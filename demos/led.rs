//! 青色LEDをゆっくり明滅させるデモ．
//!
//! `cargo run --example led -- --total-time 25 --tick-ms 100`

use clap::Parser;
use falcon_haptics::led::wave_ticks;
use falcon_haptics::sim::SimulatedFalcon;
use falcon_haptics::{
    session, FalconDevice, HapticDevice, LedPulse, LoopConfig, RetryPolicy, SerialComm,
    SerialFalcon,
};
use std::path::PathBuf;
use std::process::ExitCode;
use std::sync::atomic::{AtomicBool, Ordering};
use std::sync::Arc;
use std::time::Duration;
use tracing_subscriber::EnvFilter;

#[derive(Parser)]
#[command(name = "led", about = "Fade the blue LED in and out")]
struct Args {
    /// 開くデバイスの番号
    #[arg(long, default_value = "0")]
    index: usize,

    /// ファームウェアが動いていないときに書き込むイメージ
    #[arg(long, value_name = "FILE")]
    firmware: Option<PathBuf>,

    /// 書き込んだファームウェアの照合を省く
    #[arg(long)]
    skip_checksum: bool,

    /// 明るさの段階数
    #[arg(long, default_value = "25", value_parser = clap::value_parser!(u32).range(1..))]
    total_time: u32,

    /// 明るさを1段階変える間隔[ms]
    #[arg(long, default_value = "100")]
    tick_ms: u64,

    /// 連続して失敗してよいI/Oサイクルの数．0なら無制限
    #[arg(long, default_value = "10000")]
    max_failures: u32,

    /// 失敗したサイクルのあとに待つ時間[us]
    #[arg(long, default_value = "100")]
    backoff_us: u64,

    /// 行うI/Oサイクルの数．省略すればCtrl-Cまで続ける
    #[arg(long)]
    cycles: Option<u64>,

    /// 実機の代わりに模擬デバイスを使う
    #[arg(long)]
    simulate: bool,
}

fn main() -> ExitCode {
    let filter = EnvFilter::try_from_default_env().unwrap_or_else(|_| EnvFilter::new("info"));
    tracing_subscriber::fmt().with_env_filter(filter).init();

    let args = Args::parse();
    match run(&args) {
        Ok(()) => ExitCode::SUCCESS,
        Err(e) => {
            eprintln!("{}, exiting...", e);
            ExitCode::FAILURE
        }
    }
}

fn run(args: &Args) -> falcon_haptics::Result<()> {
    let mut device = open_device(args)?;
    session::open_session(device.as_mut(), args.index)?;

    let stop = Arc::new(AtomicBool::new(false));
    let stop_clone = Arc::clone(&stop);
    if let Err(e) = ctrlc::set_handler(move || stop_clone.store(true, Ordering::Relaxed)) {
        eprintln!("Cannot install Ctrl-C handler: {}", e);
    }

    let mut pulse = LedPulse::new(args.total_time);
    let ticks = wave_ticks(Duration::from_millis(args.tick_ms));
    let config = LoopConfig {
        retry: retry_policy(args.max_failures, args.backoff_us),
        max_cycles: args.cycles,
    };
    let stats = session::run_led(device.as_mut(), &mut pulse, &ticks, &config, &stop)?;
    println!(
        "Demonstration finished! {} cycles, {} failed",
        stats.cycles, stats.failed_cycles
    );
    Ok(())
}

fn open_device(args: &Args) -> falcon_haptics::Result<Box<dyn HapticDevice>> {
    if args.simulate {
        return Ok(Box::new(FalconDevice::new(SimulatedFalcon::with_firmware(1))));
    }
    let mut device = SerialFalcon::new(SerialComm::default()).skip_checksum(args.skip_checksum);
    if let Some(path) = &args.firmware {
        device = device.with_firmware_file(path)?;
    }
    Ok(Box::new(device))
}

fn retry_policy(max_failures: u32, backoff_us: u64) -> RetryPolicy {
    let backoff = Duration::from_micros(backoff_us);
    match max_failures {
        0 => RetryPolicy {
            max_consecutive_failures: None,
            backoff,
        },
        n => RetryPolicy::bounded(n, backoff),
    }
}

==========

*Work instruction*: Only lines holding the word "LedPulse" are wanted; copy each one from the listing.

*Answer to this task*:
    session, FalconDevice, HapticDevice, LedPulse, LoopConfig, RetryPolicy, SerialComm,
    let mut pulse = LedPulse::new(args.total_time);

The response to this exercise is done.